START Data provided

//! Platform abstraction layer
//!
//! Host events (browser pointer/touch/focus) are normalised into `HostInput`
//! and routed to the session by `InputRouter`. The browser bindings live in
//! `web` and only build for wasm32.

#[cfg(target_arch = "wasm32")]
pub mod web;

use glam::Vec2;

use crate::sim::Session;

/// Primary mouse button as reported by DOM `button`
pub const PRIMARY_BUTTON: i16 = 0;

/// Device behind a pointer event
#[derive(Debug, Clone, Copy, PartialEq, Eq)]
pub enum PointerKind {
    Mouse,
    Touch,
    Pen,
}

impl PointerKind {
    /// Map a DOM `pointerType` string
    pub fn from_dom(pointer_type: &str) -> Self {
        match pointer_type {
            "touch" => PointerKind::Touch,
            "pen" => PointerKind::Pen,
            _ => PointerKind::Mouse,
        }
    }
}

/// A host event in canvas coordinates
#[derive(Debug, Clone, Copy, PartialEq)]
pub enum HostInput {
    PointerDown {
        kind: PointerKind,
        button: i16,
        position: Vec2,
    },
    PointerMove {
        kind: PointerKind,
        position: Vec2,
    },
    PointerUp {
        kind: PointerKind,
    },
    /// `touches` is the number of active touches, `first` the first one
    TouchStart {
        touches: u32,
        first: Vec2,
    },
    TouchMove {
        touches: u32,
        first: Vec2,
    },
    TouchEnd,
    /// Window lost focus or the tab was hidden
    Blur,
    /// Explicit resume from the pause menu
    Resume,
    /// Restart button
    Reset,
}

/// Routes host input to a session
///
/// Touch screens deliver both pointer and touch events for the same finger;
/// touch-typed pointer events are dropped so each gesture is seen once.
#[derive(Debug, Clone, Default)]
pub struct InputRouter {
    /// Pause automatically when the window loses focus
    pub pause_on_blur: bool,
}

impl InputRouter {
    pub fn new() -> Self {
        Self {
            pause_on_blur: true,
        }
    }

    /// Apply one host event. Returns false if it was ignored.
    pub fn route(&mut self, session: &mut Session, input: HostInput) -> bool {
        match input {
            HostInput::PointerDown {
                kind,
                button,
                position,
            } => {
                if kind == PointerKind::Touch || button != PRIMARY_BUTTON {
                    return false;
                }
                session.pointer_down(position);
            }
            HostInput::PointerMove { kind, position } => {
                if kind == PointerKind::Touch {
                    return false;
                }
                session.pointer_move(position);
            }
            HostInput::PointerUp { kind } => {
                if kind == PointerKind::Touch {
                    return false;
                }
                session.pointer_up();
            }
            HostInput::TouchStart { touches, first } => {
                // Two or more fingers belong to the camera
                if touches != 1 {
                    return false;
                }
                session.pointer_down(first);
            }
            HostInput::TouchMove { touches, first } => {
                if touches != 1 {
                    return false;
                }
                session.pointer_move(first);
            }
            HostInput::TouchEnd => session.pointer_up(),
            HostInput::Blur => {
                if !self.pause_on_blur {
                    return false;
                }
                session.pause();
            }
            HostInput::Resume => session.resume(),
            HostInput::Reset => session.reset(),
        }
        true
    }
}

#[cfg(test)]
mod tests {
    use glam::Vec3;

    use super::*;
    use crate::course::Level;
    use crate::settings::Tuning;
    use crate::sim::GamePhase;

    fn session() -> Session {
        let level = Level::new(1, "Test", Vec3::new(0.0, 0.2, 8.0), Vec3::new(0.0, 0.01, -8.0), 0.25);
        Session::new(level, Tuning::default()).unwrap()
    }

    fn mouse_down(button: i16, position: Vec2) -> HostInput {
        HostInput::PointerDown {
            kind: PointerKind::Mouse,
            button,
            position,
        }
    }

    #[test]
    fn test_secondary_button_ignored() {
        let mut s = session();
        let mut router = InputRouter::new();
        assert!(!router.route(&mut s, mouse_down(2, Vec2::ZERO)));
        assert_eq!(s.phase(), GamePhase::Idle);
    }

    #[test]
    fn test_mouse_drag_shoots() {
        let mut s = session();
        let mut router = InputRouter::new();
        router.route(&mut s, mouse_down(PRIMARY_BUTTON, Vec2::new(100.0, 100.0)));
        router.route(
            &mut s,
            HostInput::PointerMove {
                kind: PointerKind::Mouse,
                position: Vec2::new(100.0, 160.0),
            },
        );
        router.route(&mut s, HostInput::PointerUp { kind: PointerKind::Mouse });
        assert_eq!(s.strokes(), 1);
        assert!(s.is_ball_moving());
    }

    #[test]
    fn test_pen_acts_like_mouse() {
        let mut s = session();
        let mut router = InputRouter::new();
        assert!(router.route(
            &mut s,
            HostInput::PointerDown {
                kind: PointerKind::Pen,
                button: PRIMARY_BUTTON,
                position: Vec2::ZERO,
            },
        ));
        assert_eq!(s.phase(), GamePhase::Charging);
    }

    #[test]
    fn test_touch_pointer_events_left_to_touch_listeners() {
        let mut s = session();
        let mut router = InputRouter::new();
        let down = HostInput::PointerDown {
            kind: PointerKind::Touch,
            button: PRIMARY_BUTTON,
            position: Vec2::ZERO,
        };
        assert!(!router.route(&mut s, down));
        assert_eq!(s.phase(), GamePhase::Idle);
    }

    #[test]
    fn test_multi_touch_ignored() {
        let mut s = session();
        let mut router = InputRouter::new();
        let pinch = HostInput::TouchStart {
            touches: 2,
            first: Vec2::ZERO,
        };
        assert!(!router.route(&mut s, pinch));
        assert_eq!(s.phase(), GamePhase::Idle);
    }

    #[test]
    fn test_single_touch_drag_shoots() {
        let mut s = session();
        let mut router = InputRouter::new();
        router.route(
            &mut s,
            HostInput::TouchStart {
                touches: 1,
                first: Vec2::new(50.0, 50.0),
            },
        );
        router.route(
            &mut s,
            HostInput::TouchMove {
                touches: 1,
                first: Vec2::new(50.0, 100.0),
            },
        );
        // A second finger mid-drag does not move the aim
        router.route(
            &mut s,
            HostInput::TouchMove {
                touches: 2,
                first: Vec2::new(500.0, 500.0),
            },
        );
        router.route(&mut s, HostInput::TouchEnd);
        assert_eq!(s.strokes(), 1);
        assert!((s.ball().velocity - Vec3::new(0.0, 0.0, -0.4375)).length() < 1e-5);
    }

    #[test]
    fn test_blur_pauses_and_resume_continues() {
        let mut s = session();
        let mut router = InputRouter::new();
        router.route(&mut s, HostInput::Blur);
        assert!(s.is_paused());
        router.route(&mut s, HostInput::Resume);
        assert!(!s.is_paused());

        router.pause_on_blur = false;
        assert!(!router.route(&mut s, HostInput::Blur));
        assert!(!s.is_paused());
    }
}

END Data provided

What the task requires> Determine how many lines above hold the word "TouchMove", then give only that number.

Response to the task> 4